- [Task goal]: Reproduce precisely the lines between the start of the data below and the line with "use crate::auth::AuthenticatedUser;", both included.

Saved data entries:
//! REST client for the QC backend.
//!
//! Every backend response is wrapped in an [`ApiResponse`] envelope. The
//! helpers here unwrap it and translate HTTP failures into
//! [`RepositoryError`] variants the services know how to surface.

use std::time::Duration;

use reqwest::header::{AUTHORIZATION, CONTENT_TYPE};
use reqwest::{Method, RequestBuilder, StatusCode};
use serde::de::DeserializeOwned;
use serde::{Deserialize, Serialize};

use crate::auth::AuthenticatedUser;
use crate::domain::auth::{LoginRequest, LoginResponse};
use crate::domain::types::UserId;
use crate::domain::user::User;
use crate::repository::AuthGateway;
use crate::repository::errors::{RepositoryError, RepositoryResult};

/// Header carrying the acting user's id next to the bearer token.
pub const USER_ID_HEADER: &str = "X-User-Id";

/// Standard response envelope of the backend.
#[derive(Debug, Deserialize)]
pub struct ApiResponse<T> {
    #[serde(default)]
    pub success: bool,
    #[serde(default)]
    pub message: Option<String>,
    pub data: Option<T>,
}

#[derive(Clone, Debug)]
struct Credentials {
    token: String,
    user_id: UserId,
}

/// Backend client, optionally bound to a signed-in user.
#[derive(Clone, Debug)]
pub struct BackendRepository {
    http: reqwest::Client,
    base_url: String,
    credentials: Option<Credentials>,
}

impl BackendRepository {
    pub fn new(base_url: &str, timeout: Duration) -> RepositoryResult<Self> {
        let http = reqwest::Client::builder()
            .timeout(timeout)
            .build()
            .map_err(|e| RepositoryError::Unexpected(format!("Failed to build HTTP client: {e}")))?;

        Ok(Self {
            http,
            base_url: base_url.trim_end_matches('/').to_string(),
            credentials: None,
        })
    }

    /// A copy of the client that authenticates as `user`.
    pub fn for_user(&self, user: &AuthenticatedUser) -> Self {
        self.with_credentials(&user.token, user.user_id())
    }

    pub fn with_credentials(&self, token: &str, user_id: UserId) -> Self {
        Self {
            credentials: Some(Credentials {
                token: token.to_string(),
                user_id,
            }),
            ..self.clone()
        }
    }

    pub fn base_url(&self) -> &str {
        &self.base_url
    }

    pub(crate) fn request(&self, method: Method, path: &str) -> RequestBuilder {
        let url = format!("{}{}", self.base_url, path);
        log::debug!("{method} {url}");
        let builder = self.http.request(method, url);
        match &self.credentials {
            Some(credentials) => builder
                .header(AUTHORIZATION, format!("Bearer {}", credentials.token))
                .header(USER_ID_HEADER, credentials.user_id.to_string()),
            None => builder,
        }
    }

    /// Sends the request and returns the envelope's `data`.
    pub(crate) async fn send<T: DeserializeOwned>(
        &self,
        builder: RequestBuilder,
    ) -> RepositoryResult<T> {
        let response = builder.send().await?;
        let status = response.status();
        if !status.is_success() {
            return Err(error_from_response(status, response).await);
        }

        let envelope: ApiResponse<T> = response.json().await?;
        if !envelope.success {
            return Err(RepositoryError::Backend {
                status: status.as_u16(),
                message: envelope.message.unwrap_or_default(),
            });
        }
        envelope
            .data
            .ok_or_else(|| RepositoryError::Unexpected("Backend response has no data".to_string()))
    }

    /// Sends the request, ignoring any payload.
    pub(crate) async fn send_empty(&self, builder: RequestBuilder) -> RepositoryResult<()> {
        let response = builder.send().await?;
        let status = response.status();
        if !status.is_success() {
            return Err(error_from_response(status, response).await);
        }
        Ok(())
    }

    pub(crate) async fn get<T: DeserializeOwned>(&self, path: &str) -> RepositoryResult<T> {
        self.send(self.request(Method::GET, path)).await
    }

    /// Like [`Self::get`] but maps 404 to `None`.
    pub(crate) async fn find<T: DeserializeOwned>(&self, path: &str) -> RepositoryResult<Option<T>> {
        match self.get(path).await {
            Ok(value) => Ok(Some(value)),
            Err(RepositoryError::NotFound) => Ok(None),
            Err(err) => Err(err),
        }
    }

    pub(crate) async fn post<B, T>(&self, path: &str, body: &B) -> RepositoryResult<T>
    where
        B: Serialize + ?Sized,
        T: DeserializeOwned,
    {
        self.send(self.request(Method::POST, path).json(body)).await
    }

    pub(crate) async fn put<B, T>(&self, path: &str, body: &B) -> RepositoryResult<T>
    where
        B: Serialize + ?Sized,
        T: DeserializeOwned,
    {
        self.send(self.request(Method::PUT, path).json(body)).await
    }

    pub(crate) async fn put_text<T: DeserializeOwned>(
        &self,
        path: &str,
        body: &str,
    ) -> RepositoryResult<T> {
        self.send(
            self.request(Method::PUT, path)
                .header(CONTENT_TYPE, "text/plain")
                .body(body.to_string()),
        )
        .await
    }

    pub(crate) async fn delete(&self, path: &str) -> RepositoryResult<()> {
        self.send_empty(self.request(Method::DELETE, path)).await
    }
}

async fn error_from_response(status: StatusCode, response: reqwest::Response) -> RepositoryError {
    let body = response.text().await.unwrap_or_default();
    let message = serde_json::from_str::<ApiResponse<serde_json::Value>>(&body)
        .ok()
        .and_then(|envelope| envelope.message)
        .unwrap_or(body);
    log::debug!("Backend responded {status}: {message}");

    match status {
        StatusCode::UNAUTHORIZED | StatusCode::FORBIDDEN => RepositoryError::SessionExpired,
        StatusCode::NOT_FOUND => RepositoryError::NotFound,
        _ => RepositoryError::Backend {
            status: status.as_u16(),
            message,
        },
    }
}

impl AuthGateway for BackendRepository {
    async fn login(&self, username: &str, password: &str) -> RepositoryResult<LoginResponse> {
        let request = self
            .request(Method::POST, "/auth/login")
            .json(&LoginRequest { username, password });
        match self.send(request).await {
            Err(RepositoryError::SessionExpired) => Err(RepositoryError::InvalidCredentials),
            other => other,
        }
    }

    async fn current_user(&self) -> RepositoryResult<User> {
        self.get("/auth/me").await
    }
}
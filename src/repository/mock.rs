//! Mock draft store for isolating services in tests.

use mockall::mock;

use crate::domain::draft::{NewQcDraft, QcDraft};
use crate::domain::types::UserId;
use crate::repository::errors::RepositoryResult;
use crate::repository::{DraftReader, DraftWriter};

mock! {
    pub DraftStore {}

    impl DraftReader for DraftStore {
        fn get_draft(&self, user_id: UserId, draft_key: &str) -> RepositoryResult<Option<QcDraft>>;
        fn list_drafts(&self, user_id: UserId) -> RepositoryResult<Vec<QcDraft>>;
    }

    impl DraftWriter for DraftStore {
        fn save_draft(&self, draft: &NewQcDraft) -> RepositoryResult<QcDraft>;
        fn delete_draft(&self, user_id: UserId, draft_key: &str) -> RepositoryResult<()>;
    }
}
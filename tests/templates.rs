use saphire_console::domain::machine::Machine;
use saphire_console::domain::preferences::Language;
use saphire_console::domain::qc_entry::{EntryValue, EntryValues};
use saphire_console::domain::qc_template::QcFormTemplate;
use saphire_console::dto::operator::SampleGrid;
use saphire_console::i18n::catalog_map;
use serde_json::json;
use tera::{Context, Tera};

fn tera() -> Tera {
    Tera::new("templates/**/*").expect("templates parse")
}

fn template() -> QcFormTemplate {
    serde_json::from_value(json!({
        "id": 7, "code": "QC-7", "name": "Shaft",
        "sections": [
            {"id": 1, "name": "Control Points", "isRepeatable": false,
             "fields": [
                {"id": 10, "fieldKey": "visual", "label": "Visual", "inputType": "PASS_FAIL", "required": true}
             ]},
            {"id": 2, "name": "Repeated Controls", "isRepeatable": true, "repeatCount": 5,
             "fields": [
                {"id": 20, "fieldKey": "length", "label": "Length", "inputType": "DECIMAL",
                 "minValue": 9.5, "maxValue": 10.5, "required": true}
             ]}
        ]
    }))
    .unwrap()
}

fn entry_context(lang: Language) -> Context {
    let template = template();
    let machine: Machine = serde_json::from_value(json!({
        "id": 4, "locationId": 1, "code": "CNC-04", "name": "Lathe", "active": true
    }))
    .unwrap();

    let mut values = EntryValues::new();
    values.set("length_sample_1", EntryValue::Text("10.1".into()));
    values.set("visual", EntryValue::Bool(true));

    let grids = template
        .repeating_sections()
        .map(|section| SampleGrid {
            samples: values.sample_summaries(section),
            current: 2,
            section: section.clone(),
        })
        .collect::<Vec<_>>();
    let plain_sections = template.plain_sections().cloned().collect::<Vec<_>>();
    let progress = values.progress(&template);

    let mut context = Context::new();
    context.insert("alerts", &Vec::<(String, String)>::new());
    context.insert(
        "current_user",
        &json!({"name": "Ayşe", "username": "op1", "role": "OPERATOR", "is_admin": false, "can_review": false}),
    );
    context.insert("current_page", "entry");
    context.insert("t", catalog_map(lang));
    context.insert("lang", lang.code());
    context.insert("theme", "light");
    context.insert("sidebar_collapsed", &false);
    context.insert("show_tour", &false);
    context.insert("search_debounce_ms", &500);
    context.insert("window_open", &true);
    context.insert("template", &template);
    context.insert("machine", &machine);
    context.insert("task", &Option::<()>::None);
    context.insert("plain_sections", &plain_sections);
    context.insert("grids", &grids);
    context.insert("values", &values);
    context.insert("notes", &Option::<String>::None);
    context.insert("progress", &progress);
    context.insert("progress_percent", &progress.percent());
    context.insert("has_draft", &true);
    context.insert("task_id", &Option::<i64>::None);
    context.insert("form_action", "/m/entry/7/4");
    context.insert("discard_action", "/m/entry/7/4/discard");
    context
}

#[test]
fn entry_page_renders_one_button_per_sample() {
    let html = tera()
        .render("m/entry.html", &entry_context(Language::En))
        .unwrap();

    assert_eq!(html.matches("class=\"sample-btn").count(), 5);
    assert!(html.contains("value=\"sample:5\""));
    assert!(html.contains("name=\"length_sample_2\""));
    assert!(html.contains("data-min=\"9.5\""));
}

#[test]
fn entry_page_follows_language() {
    let html = tera()
        .render("m/entry.html", &entry_context(Language::Tr))
        .unwrap();

    assert!(html.contains("lang=\"tr\""));
    assert!(html.contains(catalog_map(Language::Tr)["save_draft"]));
}

#[test]
fn closed_window_still_offers_submit() {
    let mut context = entry_context(Language::En);
    context.insert("window_open", &false);
    let html = tera().render("m/entry.html", &context).unwrap();

    assert!(html.contains("value=\"submit\""));
    assert!(html.contains("badge-expired"));
}
//! Admin dashboard aggregates.

use chrono::NaiveDateTime;
use serde::{Deserialize, Serialize};

use crate::domain::qc_record::{QcFormRecord, filter_pending};

/// Number of pending records listed on the dashboard.
pub const PENDING_PREVIEW: usize = 5;

#[derive(Clone, Debug, Default, Serialize, Deserialize, PartialEq)]
#[serde(rename_all = "camelCase", default)]
pub struct DashboardSummary {
    pub total_companies: u64,
    pub total_locations: u64,
    pub total_machines: u64,
    pub total_products: u64,
    pub total_users: u64,
    pub total_qc_templates: u64,
    pub active_tasks: u64,
}

#[derive(Clone, Debug, Default, Serialize, Deserialize, PartialEq)]
#[serde(rename_all = "camelCase", default)]
pub struct DailyMetric {
    pub date: String,
    pub passed: u64,
    pub failed: u64,
}

#[derive(Clone, Debug, Default, Serialize, Deserialize, PartialEq)]
#[serde(rename_all = "camelCase", default)]
pub struct QcMetrics {
    pub total_records: u64,
    pub passed_count: u64,
    pub failed_count: u64,
    pub pass_rate: f64,
    pub weekly_trend: Vec<DailyMetric>,
}

#[derive(Clone, Debug, Default, Serialize, Deserialize, PartialEq)]
#[serde(rename_all = "camelCase", default)]
pub struct StatusCount {
    pub status: String,
    pub count: u64,
    pub color: Option<String>,
}

#[derive(Clone, Debug, Default, Serialize, Deserialize, PartialEq)]
#[serde(rename_all = "camelCase", default)]
pub struct MachineMetrics {
    pub status_distribution: Vec<StatusCount>,
}

#[derive(Clone, Debug, Default, Serialize, Deserialize, PartialEq)]
#[serde(rename_all = "camelCase", default)]
pub struct ProductPerformance {
    pub product_name: String,
    pub total_qc: u64,
    pub pass_rate: f64,
}

#[derive(Clone, Debug, Default, Serialize, Deserialize, PartialEq)]
#[serde(rename_all = "camelCase", default)]
pub struct CriticalAlert {
    pub id: String,
    #[serde(rename = "type")]
    pub alert_type: String,
    pub title: String,
    pub message: String,
    pub timestamp: Option<NaiveDateTime>,
}

#[derive(Clone, Debug, Default, Serialize, Deserialize, PartialEq)]
#[serde(rename_all = "camelCase", default)]
pub struct RecentActivity {
    pub id: String,
    #[serde(rename = "type")]
    pub activity_type: String,
    pub description: String,
    pub user_name: Option<String>,
    pub timestamp: Option<NaiveDateTime>,
    pub status: Option<String>,
}

/// `GET /dashboard/data`.
#[derive(Clone, Debug, Default, Serialize, Deserialize, PartialEq)]
#[serde(rename_all = "camelCase", default)]
pub struct DashboardData {
    pub summary: DashboardSummary,
    pub qc_metrics: QcMetrics,
    pub machine_metrics: MachineMetrics,
    pub product_performance: Vec<ProductPerformance>,
    pub alerts: Vec<CriticalAlert>,
    pub activities: Vec<RecentActivity>,
}

/// Dashboard data combined with the approval backlog.
#[derive(Clone, Debug, Serialize, PartialEq)]
pub struct AdminDashboard {
    pub data: DashboardData,
    pub pending_count: usize,
    pub pending: Vec<QcFormRecord>,
}

impl DashboardData {
    /// Merges the independently fetched record list into the dashboard.
    pub fn merge(self, records: Vec<QcFormRecord>) -> AdminDashboard {
        let mut pending = filter_pending(records);
        pending.sort_by(|a, b| b.display_date().cmp(&a.display_date()));
        let pending_count = pending.len();
        pending.truncate(PENDING_PREVIEW);
        AdminDashboard {
            data: self,
            pending_count,
            pending,
        }
    }
}

#[cfg(test)]
mod tests {
    use super::*;

    #[test]
    fn tolerates_partial_payload() {
        let data: DashboardData =
            serde_json::from_str(r#"{"summary": {"totalMachines": 4}}"#).unwrap();
        assert_eq!(data.summary.total_machines, 4);
        assert!(data.alerts.is_empty());
    }

    #[test]
    fn merge_counts_all_pending_but_previews_few() {
        let records: Vec<QcFormRecord> = (1..=8)
            .map(|id| {
                serde_json::from_value(serde_json::json!({
                    "id": id,
                    "templateId": 1,
                    "status": if id % 4 == 0 { "APPROVED" } else { "SUBMITTED" },
                    "submittedAt": format!("2024-05-0{id}T10:00:00"),
                }))
                .unwrap()
            })
            .collect();

        let dashboard = DashboardData::default().merge(records);

        assert_eq!(dashboard.pending_count, 6);
        assert_eq!(dashboard.pending.len(), PENDING_PREVIEW);
        assert_eq!(dashboard.pending[0].id.get(), 7);
    }
}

- [Solution]:
//! REST client for the QC backend.
//!
//! Every backend response is wrapped in an [`ApiResponse`] envelope. The
//! helpers here unwrap it and translate HTTP failures into
//! [`RepositoryError`] variants the services know how to surface.

use std::time::Duration;

use reqwest::header::{AUTHORIZATION, CONTENT_TYPE};
use reqwest::{Method, RequestBuilder, StatusCode};
use serde::de::DeserializeOwned;
use serde::{Deserialize, Serialize};

use crate::auth::AuthenticatedUser;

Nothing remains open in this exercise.